La escena se repitió y la tarde se fue yendo por el mismo cauce. Los toros tuvieron muertes tan poco épicas como sus lidias. El entusiasmo y el miedo tras cada salida, dieron lado a la chacota. Chillidos, aplausos y risas competían, sin que los músicos descansaran. Los momentos de más regocijo fueron los de inminencias, correteos y volteretas, que las hubo. Al final nadie salió herido, salvo en el amor propio. Eso aligeró los ánimos.

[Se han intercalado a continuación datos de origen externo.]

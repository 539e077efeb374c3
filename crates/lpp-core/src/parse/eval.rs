// Copyright 2026 James Casey
// SPDX-License-Identifier: Apache-2.0

//! Constant evaluation of arithmetic expression trees.
//!
//! The parser folds arithmetic eagerly: any expression that is not an
//! equation and not a reaction arrow is reduced to a single
//! [`NumberValue`] at parse time. Evaluation is pure; it reads the
//! scope registry but never mutates it.

use crate::ast::{BinaryOp, Node, NumberKind, NumberValue};
use crate::units::{Prefix, Unit};

use super::error::{EvalError, EvalErrorKind};
use super::scope::{ScopeId, ScopeRegistry, SymbolValue};

/// Reduces `node` to a number, resolving identifiers through `scope`.
///
/// # Errors
///
/// Returns an error when the tree contains a non-arithmetic node, an
/// operator with no arithmetic meaning, or an identifier that is
/// undeclared or bound to a non-numeric value.
pub fn evaluate(
    node: &Node,
    registry: &ScopeRegistry,
    scope: ScopeId,
) -> Result<NumberValue, EvalError> {
    match node {
        Node::Number { value, .. } => Ok(value.clone()),
        Node::Identifier { name, span, .. } => match registry.lookup(scope, name) {
            Some(entry) => match &entry.value {
                SymbolValue::Number(n) => Ok(NumberValue::float(*n)),
                SymbolValue::Text(_) => Err(EvalError::new(
                    EvalErrorKind::NonNumericSymbol(name.clone()),
                    *span,
                )),
            },
            None => Err(EvalError::new(
                EvalErrorKind::UndefinedSymbol(name.clone()),
                *span,
            )),
        },
        Node::Binary {
            op,
            left,
            right,
            span,
        } => {
            let left = evaluate(left, registry, scope)?;
            let right = evaluate(right, registry, scope)?;
            apply(*op, &left, &right, *span)
        }
        other => Err(EvalError::new(EvalErrorKind::NotConstant, other.span())),
    }
}

fn apply(
    op: BinaryOp,
    left: &NumberValue,
    right: &NumberValue,
    span: crate::source_analysis::Span,
) -> Result<NumberValue, EvalError> {
    let value = match op {
        BinaryOp::Add => left.value + right.value,
        BinaryOp::Subtract => left.value - right.value,
        BinaryOp::Multiply => left.value * right.value,
        BinaryOp::Divide => left.value / right.value,
        BinaryOp::Power => left.value.powf(right.value),
        // Integer remainder, like the C family's int %.
        BinaryOp::Modulo => {
            if right.value as i64 == 0 {
                return Err(EvalError::new(EvalErrorKind::ModuloByZero, span));
            }
            ((left.value as i64) % (right.value as i64)) as f64
        }
        BinaryOp::LogicalOr => f64::from(left.value != 0.0 || right.value != 0.0),
        BinaryOp::LogicalAnd => f64::from(left.value != 0.0 && right.value != 0.0),
        BinaryOp::Equal => f64::from(left.value == right.value),
        BinaryOp::NotEqual => f64::from(left.value != right.value),
        BinaryOp::GreaterEqual => f64::from(left.value >= right.value),
        BinaryOp::Greater => f64::from(left.value > right.value),
        BinaryOp::LessEqual => f64::from(left.value <= right.value),
        BinaryOp::Less => f64::from(left.value < right.value),
        other => {
            return Err(EvalError::new(
                EvalErrorKind::UnsupportedOperator(other.to_string().into()),
                span,
            ));
        }
    };

    let mut result = NumberValue::float(value);
    if left.same_prefix_unit(right) {
        result.prefix = left.prefix;
        result.unit = left.unit;
    } else {
        // Infer the prefix and unit from whichever side carries them.
        result.prefix = if left.prefix == Prefix::None {
            right.prefix
        } else {
            left.prefix
        };
        result.unit = if left.unit == Unit::None {
            right.unit
        } else {
            left.unit
        };
    }
    debug_assert_eq!(result.kind, NumberKind::Float);
    Ok(result)
}

#[cfg(test)]
mod tests {
    use super::*;
    use crate::source_analysis::Span;

    fn num(value: f64) -> Node {
        Node::Number {
            value: NumberValue::float(value),
            span: Span::new(0, 1),
        }
    }

    fn num_with(value: f64, prefix: Prefix, unit: Unit) -> Node {
        Node::Number {
            value: NumberValue::float(value).with_unit(prefix, unit),
            span: Span::new(0, 1),
        }
    }

    fn binary(op: BinaryOp, left: Node, right: Node) -> Node {
        Node::Binary {
            op,
            left: Box::new(left),
            right: Box::new(right),
            span: Span::new(0, 3),
        }
    }

    fn empty_registry() -> (ScopeRegistry, ScopeId) {
        let mut registry = ScopeRegistry::new();
        let id = registry.open("global");
        (registry, id)
    }

    #[test]
    fn arithmetic_folds_to_float() {
        let (registry, scope) = empty_registry();
        let tree = binary(BinaryOp::Add, num(2.0), num(3.0));
        let result = evaluate(&tree, &registry, scope).unwrap();
        assert_eq!(result.value, 5.0);
        assert_eq!(result.kind, NumberKind::Float);
    }

    #[test]
    fn modulo_truncates_to_integers() {
        let (registry, scope) = empty_registry();
        let tree = binary(BinaryOp::Modulo, num(7.9), num(3.0));
        assert_eq!(evaluate(&tree, &registry, scope).unwrap().value, 1.0);
    }

    #[test]
    fn modulo_by_zero_is_an_error() {
        let (registry, scope) = empty_registry();
        let tree = binary(BinaryOp::Modulo, num(7.0), num(0.0));
        let err = evaluate(&tree, &registry, scope).unwrap_err();
        assert_eq!(err.kind, EvalErrorKind::ModuloByZero);
    }

    #[test]
    fn modulo_by_a_fractional_divisor_that_truncates_to_zero_is_an_error() {
        let (registry, scope) = empty_registry();
        let tree = binary(BinaryOp::Modulo, num(7.0), num(0.4));
        let err = evaluate(&tree, &registry, scope).unwrap_err();
        assert_eq!(err.kind, EvalErrorKind::ModuloByZero);
    }

    #[test]
    fn power_uses_float_exponent() {
        let (registry, scope) = empty_registry();
        let tree = binary(BinaryOp::Power, num(2.0), num(0.5));
        let result = evaluate(&tree, &registry, scope).unwrap();
        assert!((result.value - 2.0_f64.sqrt()).abs() < 1e-12);
    }

    #[test]
    fn matching_units_are_kept() {
        let (registry, scope) = empty_registry();
        let tree = binary(
            BinaryOp::Add,
            num_with(1.0, Prefix::Milli, Unit::Molar),
            num_with(2.0, Prefix::Milli, Unit::Molar),
        );
        let result = evaluate(&tree, &registry, scope).unwrap();
        assert_eq!(result.prefix, Prefix::Milli);
        assert_eq!(result.unit, Unit::Molar);
    }

    #[test]
    fn bare_side_inherits_unit_from_the_other() {
        let (registry, scope) = empty_registry();
        let tree = binary(
            BinaryOp::Multiply,
            num(2.0),
            num_with(5.0, Prefix::Micro, Unit::Liter),
        );
        let result = evaluate(&tree, &registry, scope).unwrap();
        assert_eq!(result.value, 10.0);
        assert_eq!(result.prefix, Prefix::Micro);
        assert_eq!(result.unit, Unit::Liter);
    }

    #[test]
    fn left_unit_wins_when_both_differ() {
        let (registry, scope) = empty_registry();
        let tree = binary(
            BinaryOp::Add,
            num_with(1.0, Prefix::None, Unit::Second),
            num_with(1.0, Prefix::None, Unit::Minute),
        );
        let result = evaluate(&tree, &registry, scope).unwrap();
        assert_eq!(result.unit, Unit::Second);
    }

    #[test]
    fn identifiers_resolve_through_scope() {
        let (mut registry, scope) = empty_registry();
        registry.define("volume", "vol", SymbolValue::Number(50.0));
        let tree = binary(
            BinaryOp::Divide,
            Node::Identifier {
                name: "volume".into(),
                primitive: None,
                span: Span::new(0, 6),
            },
            num(2.0),
        );
        assert_eq!(evaluate(&tree, &registry, scope).unwrap().value, 25.0);
    }

    #[test]
    fn undeclared_identifier_is_fatal() {
        let (registry, scope) = empty_registry();
        let tree = Node::Identifier {
            name: "ghost".into(),
            primitive: None,
            span: Span::new(0, 5),
        };
        let err = evaluate(&tree, &registry, scope).unwrap_err();
        assert_eq!(err.kind, EvalErrorKind::UndefinedSymbol("ghost".into()));
    }

    #[test]
    fn text_symbol_is_not_numeric() {
        let (mut registry, scope) = empty_registry();
        registry.define("label", "string", SymbolValue::Text("broth".into()));
        let tree = Node::Identifier {
            name: "label".into(),
            primitive: None,
            span: Span::new(0, 5),
        };
        let err = evaluate(&tree, &registry, scope).unwrap_err();
        assert_eq!(err.kind, EvalErrorKind::NonNumericSymbol("label".into()));
    }

    #[test]
    fn arrows_are_not_arithmetic() {
        let (registry, scope) = empty_registry();
        let tree = binary(BinaryOp::Forward, num(1.0), num(2.0));
        let err = evaluate(&tree, &registry, scope).unwrap_err();
        assert!(matches!(err.kind, EvalErrorKind::UnsupportedOperator(_)));
    }
}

Ya en la noche, Santiago, indemne, con sombrero campesino, ruana y rostro inexpresivo, se agregó al bazar acompañado de su gente. Sentados en una de las cantinas improvisadas trasegaban aguardientes, fumaban tabaco cerrero y escupían, rodeados de curiosos que no les perdían palabra, reviviendo improbables hazañas, explicando que la faena es a cómo es el toro y prometiendo desquite para el año próximo, –si es que nos contratan –apuntó socarronamente uno de los banderilleros.
–Claro que sí –respondió el coro envalentonado por los relatos y las belicosas canciones que volaban perdiéndose sobre los tejados y las negras crestas.
Pero no, nunca los contrataron. Pocas horas y kilómetros después, el fatigado autobus, que había esperado al fin de fiesta, desapareció quizá cegado por la lluvia en el hondo precipicio de la Curva Ciega, con todos sus ocupantes, toreros incluidos. Ni la corrida ni su trágico epílogo llegaron a noticia de última hora en la capital.